Chief Executive Guillaume Faury, who took up his post last month, paid tribute to past generations of Airbus employees.
"It's fair to say that many people doubted our chances of success but here we still are 50 years and 12,000 commercial aircraft later," he told reporters.
But observers say the muted ceremony reflects a conviction among new Airbus leaders that the more significant date was 2012, when a turbulent power-sharing system between governments and industrial owners gave way to a more market-led structure.
Analysts say efforts to "normalise" the company underpin soaring share prices, but some who witnessed its growth bemoan a loss of passion as industrial problems persist and sales falter, masked for now by a grounding crisis at rival Boeing.
"It is a beginning but also the end," said one industry veteran, asking not to be named.
Still, Airbus has overcome early airline scepticism, shareholder turmoil and price battles to share control of the $150-billion annual jetliner market with rival Boeing, securing some 130,000 jobs.

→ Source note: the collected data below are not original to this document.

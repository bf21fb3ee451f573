//! # Feature: Performance Tracking
//!
//! Scoped timing around command execution, slow-command warnings, and
//! bottleneck detection over recorded command events.
//!
//! - **Version**: 1.1.0
//! - **Since**: 0.1.0
//! - **Toggleable**: false
//!
//! ## Changelog
//! - 1.1.0: Voice-connect and response latencies tracked against their own thresholds
//! - 1.0.0: Initial release with RAII timing guards and non-blocking event forwarding

use crate::config::PerformanceThresholds;
use crate::error::{safe_execute, MonitorError, Outcome};
use crate::event_recorder::EventRecorder;
use crate::metrics_cache::{CacheSummary, MetricsCache};
use crate::models::CommandEvent;
use chrono::{DateTime, Duration as ChronoDuration, Utc};
use log::{debug, info, warn};
use serde::Serialize;
use std::collections::HashMap;
use std::fmt;
use std::future::Future;
use std::sync::Arc;
use std::time::Instant;
use tokio::sync::{mpsc, oneshot};

/// Bottleneck detection looks at this many trailing days
const BOTTLENECK_WINDOW_DAYS: i64 = 7;

/// How many commands `performance_stats` reports
const SLOWEST_COMMANDS_LIMIT: usize = 10;

/// What a timing measured; each kind has its own slowness threshold
#[derive(Debug, Clone, Copy, PartialEq, Eq)]
pub enum TimingKind {
    Command,
    VoiceConnect,
    Response,
}

impl TimingKind {
    pub fn as_str(&self) -> &str {
        match self {
            TimingKind::Command => "command",
            TimingKind::VoiceConnect => "voice_connect",
            TimingKind::Response => "response",
        }
    }

    fn threshold(&self, thresholds: &PerformanceThresholds) -> f64 {
        match self {
            TimingKind::Command => thresholds.command_slow,
            TimingKind::VoiceConnect => thresholds.voice_connect_slow,
            TimingKind::Response => thresholds.response_slow,
        }
    }
}

#[derive(Debug, Clone, Copy, PartialEq, Eq, Serialize)]
#[serde(rename_all = "lowercase")]
pub enum Severity {
    Medium,
    High,
}

impl Severity {
    pub fn as_str(&self) -> &str {
        match self {
            Severity::Medium => "medium",
            Severity::High => "high",
        }
    }
}

/// A command whose average duration is over the threshold
#[derive(Debug, Clone, PartialEq, Serialize)]
pub struct Bottleneck {
    pub command: String,
    pub avg_duration: f64,
    pub occurrence_count: i64,
    pub last_occurrence: DateTime<Utc>,
    pub severity: Severity,
}

#[derive(Debug, Clone, PartialEq, Serialize)]
pub struct CommandPerformance {
    pub command: String,
    pub avg_duration: f64,
    pub min_duration: f64,
    pub max_duration: f64,
    pub count: i64,
}

#[derive(Debug, Clone, PartialEq, Serialize)]
pub struct PerformanceStats {
    /// Slowest average first
    pub slowest_commands: Vec<CommandPerformance>,
    /// Whole-process cache summary; samples are keyed by command name, not guild
    pub cache: CacheSummary,
}

/// Messages for the background forwarder
enum Forward {
    Event(CommandEvent),
    /// Acknowledged once every earlier event has been handed to the recorder
    Flush(oneshot::Sender<()>),
}

struct TrackerInner {
    cache: MetricsCache,
    thresholds: PerformanceThresholds,
    sender: mpsc::UnboundedSender<Forward>,
}

impl TrackerInner {
    fn complete(&self, mut event: CommandEvent, kind: TimingKind, elapsed: f64, outcome: Result<(), String>) {
        self.cache.record(&event.command, elapsed, Utc::now());

        if elapsed > kind.threshold(&self.thresholds) {
            warn!(
                "Slow {} detected: {} took {:.2}s in guild {}",
                kind.as_str(),
                event.command,
                elapsed,
                event.guild_id
            );
        }

        event.duration = elapsed;
        if let Err(message) = outcome {
            event.success = false;
            event.error_message = Some(message);
        }

        if let Err(e) = self.sender.send(Forward::Event(event)) {
            warn!("Failed to queue timed command event: {e}");
        }
    }
}

/// Open timing region. Bookkeeping happens exactly once, when the guard is dropped.
///
/// A guard dropped without `finish` or `fail` records the work as failed:
/// "panicked" while unwinding, "cancelled" otherwise.
pub struct TimingGuard {
    inner: Arc<TrackerInner>,
    event: Option<CommandEvent>,
    kind: TimingKind,
    started: Instant,
    outcome: Option<Result<(), String>>,
}

impl TimingGuard {
    pub fn with_guild_name(mut self, name: &str) -> Self {
        if let Some(event) = self.event.as_mut() {
            event.guild_name = name.to_string();
        }
        self
    }

    pub fn with_username(mut self, name: &str) -> Self {
        if let Some(event) = self.event.as_mut() {
            event.username = name.to_string();
        }
        self
    }

    pub fn with_parameter(mut self, key: &str, value: impl Into<serde_json::Value>) -> Self {
        if let Some(event) = self.event.as_mut() {
            event.parameters.insert(key.to_string(), value.into());
        }
        self
    }

    /// Close the region as a success
    pub fn finish(mut self) {
        self.outcome = Some(Ok(()));
    }

    /// Close the region as a failure
    pub fn fail(mut self, message: &str) {
        self.outcome = Some(Err(message.to_string()));
    }
}

impl Drop for TimingGuard {
    fn drop(&mut self) {
        let elapsed = self.started.elapsed().as_secs_f64();
        let outcome = self.outcome.take().unwrap_or_else(|| {
            let reason = if std::thread::panicking() { "panicked" } else { "cancelled" };
            Err(reason.to_string())
        });

        if let Some(event) = self.event.take() {
            self.inner.complete(event, self.kind, elapsed, outcome);
        }
    }
}

/// Times commands and reports on their performance
#[derive(Clone)]
pub struct PerformanceTracker {
    inner: Arc<TrackerInner>,
    recorder: EventRecorder,
}

impl PerformanceTracker {
    /// Create a tracker with a background task forwarding timed events to `recorder`.
    ///
    /// Must be called from within a Tokio runtime.
    pub fn new(
        cache: MetricsCache,
        recorder: EventRecorder,
        thresholds: PerformanceThresholds,
    ) -> Result<Self, MonitorError> {
        thresholds.validate()?;

        let (sender, receiver) = mpsc::unbounded_channel();
        tokio::spawn(Self::event_forwarder(recorder.clone(), receiver));

        info!("PerformanceTracker initialized");
        Ok(PerformanceTracker {
            inner: Arc::new(TrackerInner {
                cache,
                thresholds,
                sender,
            }),
            recorder,
        })
    }

    /// Open a timing region for `command`
    pub fn begin(&self, command: &str, guild_id: &str, user_id: &str) -> TimingGuard {
        self.begin_kind(TimingKind::Command, command, guild_id, user_id)
    }

    pub fn begin_kind(&self, kind: TimingKind, name: &str, guild_id: &str, user_id: &str) -> TimingGuard {
        TimingGuard {
            inner: self.inner.clone(),
            event: Some(CommandEvent::new(guild_id, user_id, name)),
            kind,
            started: Instant::now(),
            outcome: None,
        }
    }

    /// Run `work` inside a timing region and return its result untouched
    pub async fn track<F, T, E>(&self, command: &str, guild_id: &str, user_id: &str, work: F) -> Result<T, E>
    where
        F: Future<Output = Result<T, E>>,
        E: fmt::Display,
    {
        let guard = self.begin(command, guild_id, user_id);
        match work.await {
            Ok(value) => {
                guard.finish();
                Ok(value)
            }
            Err(e) => {
                guard.fail(&e.to_string());
                Err(e)
            }
        }
    }

    /// Record a latency measured elsewhere (voice connects, response round trips)
    pub fn record_latency(&self, kind: TimingKind, name: &str, seconds: f64) {
        let seconds = if seconds.is_finite() { seconds.max(0.0) } else { 0.0 };
        self.inner.cache.record(name, seconds, Utc::now());

        if seconds > kind.threshold(&self.inner.thresholds) {
            warn!("Slow {} detected: {} took {:.2}s", kind.as_str(), name, seconds);
        }
    }

    /// Wait until every timed event queued so far has been handed to the recorder
    pub async fn flush(&self) {
        let (done, wait) = oneshot::channel();
        if let Err(e) = self.inner.sender.send(Forward::Flush(done)) {
            warn!("Failed to queue flush request: {e}");
            return;
        }
        let _ = wait.await;
    }

    pub fn cache(&self) -> &MetricsCache {
        &self.inner.cache
    }

    pub fn thresholds(&self) -> &PerformanceThresholds {
        &self.inner.thresholds
    }

    /// Per-command duration statistics for `guild_id` over the trailing `days`,
    /// alongside the process-wide cache summary
    pub async fn performance_stats(&self, guild_id: &str, days: u32) -> Outcome<PerformanceStats> {
        let context = format!("guild={guild_id} days={days}");
        let fallback = PerformanceStats {
            slowest_commands: Vec::new(),
            cache: self.inner.cache.summary(),
        };

        safe_execute("get_performance_stats", &context, self.recorder.timeout(), fallback, async {
            let events = self
                .recorder
                .events_since(Some(guild_id), ChronoDuration::days(days as i64))
                .await?;

            let mut slowest = summarize_durations(&events);
            slowest.truncate(SLOWEST_COMMANDS_LIMIT);

            Ok(PerformanceStats {
                slowest_commands: slowest,
                cache: self.inner.cache.summary(),
            })
        })
        .await
    }

    /// Commands in `guild_id` whose average duration over the last week exceeds
    /// `threshold` (default: the command threshold)
    pub async fn bottlenecks(&self, guild_id: &str, threshold: Option<f64>) -> Outcome<Vec<Bottleneck>> {
        let threshold = threshold.unwrap_or(self.inner.thresholds.command_slow);
        let context = format!("guild={guild_id} threshold={threshold}");

        safe_execute("detect_bottlenecks", &context, self.recorder.timeout(), Vec::new(), async {
            if !threshold.is_finite() || threshold <= 0.0 {
                return Err(MonitorError::config(format!("bottleneck threshold must be positive, got {threshold}")));
            }

            let events = self
                .recorder
                .events_since(Some(guild_id), ChronoDuration::days(BOTTLENECK_WINDOW_DAYS))
                .await?;
            let found = find_bottlenecks(&events, threshold);
            debug!("Found {} bottlenecks in guild {guild_id}", found.len());
            Ok(found)
        })
        .await
    }

    /// Background task that hands timed events to the recorder
    async fn event_forwarder(recorder: EventRecorder, mut receiver: mpsc::UnboundedReceiver<Forward>) {
        debug!("PerformanceTracker event forwarder started");

        while let Some(message) = receiver.recv().await {
            match message {
                Forward::Event(event) => {
                    // Failures are already logged by the recorder
                    recorder.log(event).await;
                }
                Forward::Flush(done) => {
                    let _ = done.send(());
                }
            }
        }

        debug!("PerformanceTracker event forwarder stopped");
    }
}

struct DurationAccumulator<'a> {
    command: &'a str,
    sum: f64,
    min: f64,
    max: f64,
    count: i64,
    last: DateTime<Utc>,
}

fn accumulate(events: &[CommandEvent]) -> Vec<DurationAccumulator<'_>> {
    let mut by_command: HashMap<&str, DurationAccumulator<'_>> = HashMap::new();

    for event in events {
        let acc = by_command.entry(event.command.as_str()).or_insert(DurationAccumulator {
            command: event.command.as_str(),
            sum: 0.0,
            min: f64::INFINITY,
            max: f64::NEG_INFINITY,
            count: 0,
            last: event.timestamp,
        });
        acc.sum += event.duration;
        acc.min = acc.min.min(event.duration);
        acc.max = acc.max.max(event.duration);
        acc.count += 1;
        if event.timestamp > acc.last {
            acc.last = event.timestamp;
        }
    }

    by_command.into_values().collect()
}

fn round_to(value: f64, places: i32) -> f64 {
    let factor = 10f64.powi(places);
    (value * factor).round() / factor
}

/// Average first, then name, so output order is stable
fn by_avg_desc(a: (f64, &str), b: (f64, &str)) -> std::cmp::Ordering {
    b.0.total_cmp(&a.0).then_with(|| a.1.cmp(b.1))
}

fn summarize_durations(events: &[CommandEvent]) -> Vec<CommandPerformance> {
    let mut summary: Vec<CommandPerformance> = accumulate(events)
        .into_iter()
        .map(|acc| CommandPerformance {
            command: acc.command.to_string(),
            avg_duration: acc.sum / acc.count as f64,
            min_duration: acc.min,
            max_duration: acc.max,
            count: acc.count,
        })
        .collect();

    summary.sort_by(|a, b| by_avg_desc((a.avg_duration, a.command.as_str()), (b.avg_duration, b.command.as_str())));
    for entry in &mut summary {
        entry.avg_duration = round_to(entry.avg_duration, 4);
        entry.min_duration = round_to(entry.min_duration, 4);
        entry.max_duration = round_to(entry.max_duration, 4);
    }
    summary
}

fn find_bottlenecks(events: &[CommandEvent], threshold: f64) -> Vec<Bottleneck> {
    let mut found: Vec<Bottleneck> = accumulate(events)
        .into_iter()
        .filter_map(|acc| {
            let avg = acc.sum / acc.count as f64;
            if avg <= threshold {
                return None;
            }
            let severity = if avg >= threshold * 2.0 { Severity::High } else { Severity::Medium };
            Some(Bottleneck {
                command: acc.command.to_string(),
                avg_duration: avg,
                occurrence_count: acc.count,
                last_occurrence: acc.last,
                severity,
            })
        })
        .collect();

    found.sort_by(|a, b| by_avg_desc((a.avg_duration, a.command.as_str()), (b.avg_duration, b.command.as_str())));
    for entry in &mut found {
        entry.avg_duration = round_to(entry.avg_duration, 4);
    }
    found
}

An A320 takes off or lands every 2.5 seconds.
"The idea was to pool expertise in a single project. They had to fight the reticent impulses of national governments that were not yet sure if they wanted to co-operate politically," said Nicola Clark, author of "Airbus: The first 50 years".
"The Franco-German relationship ... eventually became the core of Airbus," she said. Britain and Spain also joined early on.
Some experts say Britain's relationship with Airbus, with successive investments and withdrawals, echoes its uneasy stance towards the continent as it prepares to exit the European Union.
"Britain could never really decide if it wanted to be part of it. Industrially it has been consistent but governments were not able to decide if they want to be in or out," Clark said.